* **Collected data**
>>>>
//! Custom error types for racedeck

use std::fmt;

/// Main error type for racedeck operations
#[derive(Debug)]
pub enum RaceDeckError {
    /// Configuration related errors
    Config(String),
    /// HTTP API errors (transport, status codes, bad bodies)
    Remote(String),
    /// Push channel transport and framing errors
    PushChannel(String),
    /// TUI related errors
    Tui(String),
    /// General I/O errors
    Io(std::io::Error),
    /// Serialization errors
    Serialization(String),
}

impl fmt::Display for RaceDeckError {
    fn fmt(&self, f: &mut fmt::Formatter<'_>) -> fmt::Result {
        match self {
            RaceDeckError::Config(msg) => write!(f, "Configuration error: {}", msg),
            RaceDeckError::Remote(msg) => write!(f, "Remote operation error: {}", msg),
            RaceDeckError::PushChannel(msg) => write!(f, "Push channel error: {}", msg),
            RaceDeckError::Tui(msg) => write!(f, "TUI error: {}", msg),
            RaceDeckError::Io(err) => write!(f, "I/O error: {}", err),
            RaceDeckError::Serialization(msg) => write!(f, "Serialization error: {}", msg),
        }
    }
}

impl std::error::Error for RaceDeckError {
    fn source(&self) -> Option<&(dyn std::error::Error + 'static)> {
        match self {
            RaceDeckError::Io(err) => Some(err),
            _ => None,
        }
    }
}

impl From<std::io::Error> for RaceDeckError {
    fn from(err: std::io::Error) -> Self {
        RaceDeckError::Io(err)
    }
}

impl From<serde_json::Error> for RaceDeckError {
    fn from(err: serde_json::Error) -> Self {
        RaceDeckError::Serialization(err.to_string())
    }
}

impl From<toml::de::Error> for RaceDeckError {
    fn from(err: toml::de::Error) -> Self {
        RaceDeckError::Config(err.to_string())
    }
}

impl From<reqwest::Error> for RaceDeckError {
    fn from(err: reqwest::Error) -> Self {
        RaceDeckError::Remote(err.to_string())
    }
}

impl From<tokio_tungstenite::tungstenite::Error> for RaceDeckError {
    fn from(err: tokio_tungstenite::tungstenite::Error) -> Self {
        RaceDeckError::PushChannel(err.to_string())
    }
}

/// Result type alias for racedeck operations
pub type Result<T> = std::result::Result<T, RaceDeckError>;

#[cfg(test)]
mod tests {
    use super::*;

    #[test]
    fn test_display_prefixes_category() {
        let err = RaceDeckError::Remote("connection refused".to_string());
        assert_eq!(err.to_string(), "Remote operation error: connection refused");

        let err = RaceDeckError::Config("duplicate server id 'a'".to_string());
        assert!(err.to_string().starts_with("Configuration error:"));
    }

    #[test]
    fn test_io_error_keeps_source() {
        use std::error::Error;

        let err: RaceDeckError =
            std::io::Error::new(std::io::ErrorKind::NotFound, "missing").into();
        assert!(err.source().is_some());
        assert!(RaceDeckError::Tui("x".to_string()).source().is_none());
    }

    #[test]
    fn test_json_error_maps_to_serialization() {
        let err: RaceDeckError = serde_json::from_str::<serde_json::Value>("{")
            .unwrap_err()
            .into();
        assert!(matches!(err, RaceDeckError::Serialization(_)));
    }
}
<<<<
* **Exercise directions**
Search the entries for the word "connection" and pick out every line that holds it.

* **Solution below**
        let err = RaceDeckError::Remote("connection refused".to_string());
        assert_eq!(err.to_string(), "Remote operation error: connection refused");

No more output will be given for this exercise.